------ Material for the task ------
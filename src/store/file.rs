//! Flat-File Store
//!
//! One JSON document per store at `<root>/<name>.json`. The file is loaded
//! once on open and rewritten on every mutation (temp file + rename). A
//! mutation reaches the in-memory mirror only after the file write succeeds,
//! so a failed call leaves both unchanged.

use crate::error::{Error, Result};
use crate::store::KeyValueStore;
use indexmap::IndexMap;
use parking_lot::RwLock;
use serde_json::Value;
use std::fs;
use std::io::Write;
use std::path::{Path, PathBuf};
use tracing::debug;

/// File-backed key-value store
pub struct FileStore {
    name: String,
    path: PathBuf,
    entries: RwLock<IndexMap<String, Value>>,
}

impl FileStore {
    /// Open (or create) the store `name` under `root`
    pub fn open(root: impl AsRef<Path>, name: impl Into<String>) -> Result<Self> {
        let name = name.into();
        if name.is_empty() || name.contains(['/', '\\']) {
            return Err(Error::Configuration(format!("invalid store name: {:?}", name)));
        }

        let root = root.as_ref();
        fs::create_dir_all(root)?;
        let path = root.join(format!("{}.json", name));

        let entries = if path.exists() {
            let raw = fs::read(&path)?;
            if raw.is_empty() {
                IndexMap::new()
            } else {
                serde_json::from_slice::<IndexMap<String, Value>>(&raw).map_err(|e| {
                    Error::Store(format!("cannot load {}: {}", path.display(), e))
                })?
            }
        } else {
            IndexMap::new()
        };

        debug!(
            store = %name,
            path = %path.display(),
            entries = entries.len(),
            "Opened file store"
        );

        Ok(Self {
            name,
            path,
            entries: RwLock::new(entries),
        })
    }

    /// Location of the backing file
    pub fn path(&self) -> &Path {
        &self.path
    }

    fn persist(&self, entries: &IndexMap<String, Value>) -> Result<()> {
        let tmp = self.path.with_extension("json.tmp");
        let data = serde_json::to_vec_pretty(entries)?;
        {
            let mut file = fs::File::create(&tmp)?;
            file.write_all(&data)?;
            file.sync_all()?;
        }
        fs::rename(&tmp, &self.path)?;
        Ok(())
    }
}

impl std::fmt::Debug for FileStore {
    fn fmt(&self, f: &mut std::fmt::Formatter<'_>) -> std::fmt::Result {
        f.debug_struct("FileStore")
            .field("name", &self.name)
            .field("path", &self.path)
            .finish()
    }
}

impl KeyValueStore for FileStore {
    fn name(&self) -> &str {
        &self.name
    }

    fn get(&self, key: &str) -> Result<Option<Value>> {
        Ok(self.entries.read().get(key).cloned())
    }

    fn set(&self, key: &str, value: Value) -> Result<()> {
        let mut entries = self.entries.write();
        let mut next = entries.clone();
        next.insert(key.to_string(), value);
        self.persist(&next)?;
        *entries = next;
        Ok(())
    }

    fn delete(&self, key: &str) -> Result<()> {
        let mut entries = self.entries.write();
        if !entries.contains_key(key) {
            return Ok(());
        }
        let mut next = entries.clone();
        next.shift_remove(key);
        self.persist(&next)?;
        *entries = next;
        Ok(())
    }

    fn keys(&self) -> Result<Vec<String>> {
        Ok(self.entries.read().keys().cloned().collect())
    }

    fn all(&self) -> Result<Vec<(String, Value)>> {
        Ok(self
            .entries
            .read()
            .iter()
            .map(|(k, v)| (k.clone(), v.clone()))
            .collect())
    }

    fn clear(&self) -> Result<()> {
        let mut entries = self.entries.write();
        match fs::remove_file(&self.path) {
            Ok(()) => {}
            Err(e) if e.kind() == std::io::ErrorKind::NotFound => {}
            Err(e) => return Err(e.into()),
        }
        entries.clear();
        Ok(())
    }
}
------
> **Work task**
Now that the records have been shown, restate each one word for word.

> **The completed task**
filename src/store/file.rs
//! Flat-File Store
//!
//! One JSON document per store at `<root>/<name>.json`. The file is loaded
//! once on open and rewritten on every mutation (temp file + rename). A
//! mutation reaches the in-memory mirror only after the file write succeeds,
//! so a failed call leaves both unchanged.

use crate::error::{Error, Result};
use crate::store::KeyValueStore;
use indexmap::IndexMap;
use parking_lot::RwLock;
use serde_json::Value;
use std::fs;
use std::io::Write;
use std::path::{Path, PathBuf};
use tracing::debug;

/// File-backed key-value store
pub struct FileStore {
    name: String,
    path: PathBuf,
    entries: RwLock<IndexMap<String, Value>>,
}

impl FileStore {
    /// Open (or create) the store `name` under `root`
    pub fn open(root: impl AsRef<Path>, name: impl Into<String>) -> Result<Self> {
        let name = name.into();
        if name.is_empty() || name.contains(['/', '\\']) {
            return Err(Error::Configuration(format!("invalid store name: {:?}", name)));
        }

        let root = root.as_ref();
        fs::create_dir_all(root)?;
        let path = root.join(format!("{}.json", name));

        let entries = if path.exists() {
            let raw = fs::read(&path)?;
            if raw.is_empty() {
                IndexMap::new()
            } else {
                serde_json::from_slice::<IndexMap<String, Value>>(&raw).map_err(|e| {
                    Error::Store(format!("cannot load {}: {}", path.display(), e))
                })?
            }
        } else {
            IndexMap::new()
        };

        debug!(
            store = %name,
            path = %path.display(),
            entries = entries.len(),
            "Opened file store"
        );

        Ok(Self {
            name,
            path,
            entries: RwLock::new(entries),
        })
    }

    /// Location of the backing file
    pub fn path(&self) -> &Path {
        &self.path
    }

    fn persist(&self, entries: &IndexMap<String, Value>) -> Result<()> {
        let tmp = self.path.with_extension("json.tmp");
        let data = serde_json::to_vec_pretty(entries)?;
        {
            let mut file = fs::File::create(&tmp)?;
            file.write_all(&data)?;
            file.sync_all()?;
        }
        fs::rename(&tmp, &self.path)?;
        Ok(())
    }
}

impl std::fmt::Debug for FileStore {
    fn fmt(&self, f: &mut std::fmt::Formatter<'_>) -> std::fmt::Result {
        f.debug_struct("FileStore")
            .field("name", &self.name)
            .field("path", &self.path)
            .finish()
    }
}

impl KeyValueStore for FileStore {
    fn name(&self) -> &str {
        &self.name
    }

    fn get(&self, key: &str) -> Result<Option<Value>> {
        Ok(self.entries.read().get(key).cloned())
    }

    fn set(&self, key: &str, value: Value) -> Result<()> {
        let mut entries = self.entries.write();
        let mut next = entries.clone();
        next.insert(key.to_string(), value);
        self.persist(&next)?;
        *entries = next;
        Ok(())
    }

    fn delete(&self, key: &str) -> Result<()> {
        let mut entries = self.entries.write();
        if !entries.contains_key(key) {
            return Ok(());
        }
        let mut next = entries.clone();
        next.shift_remove(key);
        self.persist(&next)?;
        *entries = next;
        Ok(())
    }

    fn keys(&self) -> Result<Vec<String>> {
        Ok(self.entries.read().keys().cloned().collect())
    }

    fn all(&self) -> Result<Vec<(String, Value)>> {
        Ok(self
            .entries
            .read()
            .iter()
            .map(|(k, v)| (k.clone(), v.clone()))
            .collect())
    }

    fn clear(&self) -> Result<()> {
        let mut entries = self.entries.write();
        match fs::remove_file(&self.path) {
            Ok(()) => {}
            Err(e) if e.kind() == std::io::ErrorKind::NotFound => {}
            Err(e) => return Err(e.into()),
        }
        entries.clear();
        Ok(())
    }
}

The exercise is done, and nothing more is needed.